> Data shown
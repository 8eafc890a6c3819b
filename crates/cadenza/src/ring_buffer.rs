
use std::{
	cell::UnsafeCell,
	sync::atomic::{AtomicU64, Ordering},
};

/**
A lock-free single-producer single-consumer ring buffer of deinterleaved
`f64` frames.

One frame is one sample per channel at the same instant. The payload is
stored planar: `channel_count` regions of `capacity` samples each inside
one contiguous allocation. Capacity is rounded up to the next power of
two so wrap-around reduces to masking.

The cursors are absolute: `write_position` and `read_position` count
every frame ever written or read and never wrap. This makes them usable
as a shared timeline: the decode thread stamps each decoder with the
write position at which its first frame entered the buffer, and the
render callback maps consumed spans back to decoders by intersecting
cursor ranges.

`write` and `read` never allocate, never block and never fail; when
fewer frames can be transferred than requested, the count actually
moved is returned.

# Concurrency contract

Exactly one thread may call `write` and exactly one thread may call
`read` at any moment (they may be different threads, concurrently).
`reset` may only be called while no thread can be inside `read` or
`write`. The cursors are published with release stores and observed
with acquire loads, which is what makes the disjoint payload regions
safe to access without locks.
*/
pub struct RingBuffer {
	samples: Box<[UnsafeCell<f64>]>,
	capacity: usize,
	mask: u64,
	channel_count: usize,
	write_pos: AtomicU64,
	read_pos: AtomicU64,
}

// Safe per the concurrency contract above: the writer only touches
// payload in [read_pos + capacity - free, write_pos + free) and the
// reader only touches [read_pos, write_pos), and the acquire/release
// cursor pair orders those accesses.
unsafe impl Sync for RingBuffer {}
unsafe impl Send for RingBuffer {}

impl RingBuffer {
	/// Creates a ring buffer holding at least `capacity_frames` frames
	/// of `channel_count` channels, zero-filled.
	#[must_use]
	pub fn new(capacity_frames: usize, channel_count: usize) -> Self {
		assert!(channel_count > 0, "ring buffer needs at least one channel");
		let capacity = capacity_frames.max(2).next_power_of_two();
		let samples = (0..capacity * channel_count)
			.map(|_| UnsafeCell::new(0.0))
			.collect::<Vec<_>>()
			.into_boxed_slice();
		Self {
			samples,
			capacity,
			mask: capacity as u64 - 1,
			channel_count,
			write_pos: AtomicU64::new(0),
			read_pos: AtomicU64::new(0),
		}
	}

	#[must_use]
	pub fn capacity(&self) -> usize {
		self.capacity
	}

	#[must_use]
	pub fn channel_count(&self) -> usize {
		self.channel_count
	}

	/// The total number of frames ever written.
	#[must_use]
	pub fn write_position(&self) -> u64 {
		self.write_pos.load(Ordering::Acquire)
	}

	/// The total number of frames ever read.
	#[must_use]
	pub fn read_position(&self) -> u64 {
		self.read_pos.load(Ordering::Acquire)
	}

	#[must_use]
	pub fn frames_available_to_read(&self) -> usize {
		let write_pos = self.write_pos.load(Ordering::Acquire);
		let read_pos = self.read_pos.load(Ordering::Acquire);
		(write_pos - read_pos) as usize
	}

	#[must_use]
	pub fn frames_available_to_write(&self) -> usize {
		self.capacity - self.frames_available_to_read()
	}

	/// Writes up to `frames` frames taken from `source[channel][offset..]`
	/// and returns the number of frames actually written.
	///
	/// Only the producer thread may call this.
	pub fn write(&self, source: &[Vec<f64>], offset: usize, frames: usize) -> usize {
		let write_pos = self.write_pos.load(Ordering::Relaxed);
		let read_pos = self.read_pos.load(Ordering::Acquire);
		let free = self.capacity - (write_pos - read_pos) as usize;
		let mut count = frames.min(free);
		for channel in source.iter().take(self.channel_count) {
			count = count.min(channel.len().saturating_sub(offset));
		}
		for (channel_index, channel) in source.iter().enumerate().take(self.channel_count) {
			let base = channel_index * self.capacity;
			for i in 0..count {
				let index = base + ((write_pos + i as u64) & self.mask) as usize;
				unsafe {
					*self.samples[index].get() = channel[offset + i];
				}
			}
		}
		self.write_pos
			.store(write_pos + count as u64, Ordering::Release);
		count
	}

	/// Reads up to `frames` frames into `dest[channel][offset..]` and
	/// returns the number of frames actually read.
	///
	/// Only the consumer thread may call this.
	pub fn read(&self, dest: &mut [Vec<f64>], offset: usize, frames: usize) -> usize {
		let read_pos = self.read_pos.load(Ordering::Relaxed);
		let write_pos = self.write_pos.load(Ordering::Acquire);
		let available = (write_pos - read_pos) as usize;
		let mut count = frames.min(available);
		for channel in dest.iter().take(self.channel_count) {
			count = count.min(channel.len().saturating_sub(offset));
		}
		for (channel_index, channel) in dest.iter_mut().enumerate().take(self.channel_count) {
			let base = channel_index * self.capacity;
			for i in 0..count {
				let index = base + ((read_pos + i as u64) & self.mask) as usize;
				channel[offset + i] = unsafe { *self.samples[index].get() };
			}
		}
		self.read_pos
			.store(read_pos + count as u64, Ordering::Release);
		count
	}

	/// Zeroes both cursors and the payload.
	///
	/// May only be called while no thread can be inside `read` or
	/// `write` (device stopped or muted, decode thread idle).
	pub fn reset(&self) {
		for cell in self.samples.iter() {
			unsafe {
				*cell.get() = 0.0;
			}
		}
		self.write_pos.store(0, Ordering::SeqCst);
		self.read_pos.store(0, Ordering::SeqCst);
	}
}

> Exercise brief
The response must hold only the lines above from the line with "different threads, concurrently)." through the line with "writer only touches", each copied exactly, both ends kept.

> Written solution
`read` at any moment (they may be different threads, concurrently).
`reset` may only be called while no thread can be inside `read` or
`write`. The cursors are published with release stores and observed
with acquire loads, which is what makes the disjoint payload regions
safe to access without locks.
*/
pub struct RingBuffer {
	samples: Box<[UnsafeCell<f64>]>,
	capacity: usize,
	mask: u64,
	channel_count: usize,
	write_pos: AtomicU64,
	read_pos: AtomicU64,
}

// Safe per the concurrency contract above: the writer only touches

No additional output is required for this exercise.